The RAMs 2901 to 2903 shown in FIG. 3 use the cores 2911 to 2913 having the different bit/word configurations, respectively, but the differences in the bit/word configuration among the RAMs 2901 to 2903 restrain a combination of simultaneous tests. This causes the lengthening of the test period. Further, in the process flow, since the test pattern is created for every macro cell of the RAMs, PLL, and the like mounted on the user net list 2701, it takes a long time to create the test patterns. This causes the lengthening of the design period.

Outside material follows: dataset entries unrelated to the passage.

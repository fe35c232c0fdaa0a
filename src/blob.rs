use crate::constants::{
    BLOB_HOVER_SIZE_PX, BLOB_IDLE_SIZE_PX, BLOB_MIN_SCALE_Y, BLOB_SQUASH_Y, BLOB_STRETCH_X,
};
use crate::pointer::TargetKind;
use crate::state::Theme;

#[derive(Clone, Copy, Debug, PartialEq, Eq)]
pub enum BlobShape {
    Default,
    Text,
}

impl BlobShape {
    pub fn border_radius(self) -> &'static str {
        match self {
            Self::Default => "50%",
            Self::Text => "60% 40% 55% 45% / 40% 60% 45% 55%",
        }
    }

    pub fn as_str(self) -> &'static str {
        match self {
            Self::Default => "default",
            Self::Text => "text",
        }
    }
}

#[derive(Clone, Copy, Debug, PartialEq, Eq)]
pub enum Glyph {
    Play,
    Pause,
}

impl Glyph {
    pub fn symbol(self) -> &'static str {
        match self {
            Self::Play => "▶",
            Self::Pause => "❚❚",
        }
    }

    pub fn label(self) -> &'static str {
        match self {
            Self::Play => "Play",
            Self::Pause => "Pause",
        }
    }
}

#[derive(Clone, Copy, Debug, PartialEq, Eq)]
pub enum HoverKind {
    None,
    Text,
    WorkItem(u32),
}

#[derive(Clone, Copy, Debug, PartialEq, Eq)]
pub struct HoveredWork {
    pub id: u32,
    pub is_video: bool,
    pub is_playing: bool,
}

/// Stretch along x and squash along y for a normalised pointer offset.
pub fn deformation(offset: f64) -> (f64, f64) {
    let ax = offset.abs().min(0.5);
    (
        1.0 + ax * BLOB_STRETCH_X,
        (1.0 - ax * BLOB_SQUASH_Y).max(BLOB_MIN_SCALE_Y),
    )
}

#[derive(Clone, Copy, Debug, PartialEq)]
pub struct BlobState {
    pub size: f64,
    pub color: &'static str,
    pub scale_x: f64,
    pub scale_y: f64,
    pub shape: BlobShape,
    pub hover: HoverKind,
    pub glyph: Option<Glyph>,
}

impl BlobState {
    pub fn derive(pointer: &TargetKind, work: Option<HoveredWork>, theme: Theme) -> Self {
        let (scale_x, scale_y) = match pointer {
            TargetKind::Text { offset, .. } => deformation(*offset),
            TargetKind::Plain { .. } => (1.0, 1.0),
        };

        let hover = match (work, pointer.is_text()) {
            (Some(work), _) => HoverKind::WorkItem(work.id),
            (None, true) => HoverKind::Text,
            (None, false) => HoverKind::None,
        };

        let (size, shape) = match hover {
            HoverKind::None => (BLOB_IDLE_SIZE_PX, BlobShape::Default),
            HoverKind::Text | HoverKind::WorkItem(_) => (BLOB_HOVER_SIZE_PX, BlobShape::Text),
        };

        let color = match hover {
            HoverKind::WorkItem(_) => theme.accent(),
            HoverKind::None | HoverKind::Text => pointer.cursor_color(),
        };

        let glyph = work.filter(|work| work.is_video).map(|work| {
            if work.is_playing {
                Glyph::Pause
            } else {
                Glyph::Play
            }
        });

        let (scale_x, scale_y) = match shape {
            BlobShape::Default => (1.0, 1.0),
            BlobShape::Text => (scale_x, scale_y),
        };

        Self {
            size,
            color,
            scale_x,
            scale_y,
            shape,
            hover,
            glyph,
        }
    }

    pub fn style(&self) -> String {
        format!(
            "width: {size:.2}px; height: {size:.2}px; border-radius: {radius}; background-color: {color}; transform: scale({sx:.4}, {sy:.4});",
            size = self.size,
            radius = self.shape.border_radius(),
            color = self.color,
            sx = self.scale_x,
            sy = self.scale_y,
        )
    }
}

#[cfg(test)]
mod tests {
    use super::*;

    fn text(offset: f64) -> TargetKind {
        TargetKind::Text {
            color: "#000000",
            offset,
        }
    }

    #[test]
    fn centre_has_no_deformation() {
        assert_eq!(deformation(0.0), (1.0, 1.0));
    }

    #[test]
    fn edges_hit_maximum_deformation() {
        for offset in [-0.5, 0.5] {
            let (sx, sy) = deformation(offset);
            assert!((sx - 1.175).abs() < 1e-12);
            assert!((sy - 0.875).abs() < 1e-12);
            assert!(sy >= 0.85);
        }
    }

    #[test]
    fn idle_blob_is_round() {
        let blob = BlobState::derive(&TargetKind::Plain { color: "#ffffff" }, None, Theme::Dark);
        assert_eq!(blob.size, 32.0);
        assert_eq!(blob.shape, BlobShape::Default);
        assert_eq!(blob.hover, HoverKind::None);
        assert_eq!((blob.scale_x, blob.scale_y), (1.0, 1.0));
        assert_eq!(blob.color, "#ffffff");
        assert_eq!(blob.glyph, None);
    }

    #[test]
    fn text_hover_grows_and_stretches() {
        let blob = BlobState::derive(&text(0.5), None, Theme::Dark);
        assert_eq!(blob.size, 120.0);
        assert_eq!(blob.shape, BlobShape::Text);
        assert_eq!(blob.hover, HoverKind::Text);
        assert!((blob.scale_x - 1.175).abs() < 1e-12);
        assert_eq!(blob.color, "#000000");
    }

    #[test]
    fn work_hover_forces_accent_and_glyph() {
        let idle = HoveredWork {
            id: 3,
            is_video: true,
            is_playing: false,
        };
        let blob = BlobState::derive(&TargetKind::Plain { color: "#ffffff" }, Some(idle), Theme::Light);
        assert_eq!(blob.hover, HoverKind::WorkItem(3));
        assert_eq!(blob.size, 120.0);
        assert_eq!(blob.color, "#303EF7");
        assert_eq!(blob.glyph, Some(Glyph::Play));

        let playing = HoveredWork {
            is_playing: true,
            ..idle
        };
        let blob = BlobState::derive(&text(0.1), Some(playing), Theme::Dark);
        assert_eq!(blob.color, "#ff9500");
        assert_eq!(blob.glyph, Some(Glyph::Pause));
    }

    #[test]
    fn still_images_show_no_glyph() {
        let still = HoveredWork {
            id: 9,
            is_video: false,
            is_playing: false,
        };
        let blob = BlobState::derive(&TargetKind::Plain { color: "#ffffff" }, Some(still), Theme::Dark);
        assert_eq!(blob.glyph, None);
        assert_eq!(blob.shape, BlobShape::Text);
    }
}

When various BSRs are suitably prepared and wired, the flexibility in design increases, but the time for the design work also increases. Meanwhile, when control signal wiring information between the timing-adjusted TAP controller and BSR is added to the frame, the configuration of the control terminals is different according to types of the BSRs to be used, thereby decreasing the flexibility in design.
In FIG. 4, when the BSR cells 3001 are sequentially arranged, the sequential arrangement area of the boundary scan chain 3000 is cut in order to create the starting point and the end point of the boundary scan chain 3000 or to draw a control signal line of the TAP controller 3010. In this case, even if the sequential arrangement area is cut, the BSR cell 3001S as the starting point and the BSR cell 3001E as the end point of the boundary scan chain 3000 are limited to be on the cut position. Accordingly, when the wiring property between the BSR cell 3001S as the starting point and the BSR cell 3001E as the end point of the boundary scan chain 3000, and the TAP controller 3010 is considered, the TAP controller 3010 should be arranged near the cut area 3005 of the boundary scan chain 3000.
The terminal of the TAP controller 3010 should be similarly arranged near the cut area 3005 of the boundary scan chain 3000. Since the control signal line of the TAP controller 3010 and the test signal line 3020 are wired on the cut area 3005 of the boundary scan chain 3000, the cut area is excessively occupied when the control signal line and the test signal line 3020 increase. This inhibits the wiring on the area. As a result, the flexibility in design is deteriorated on the cut area 3005 of the boundary scan chain 3000 and its vicinity.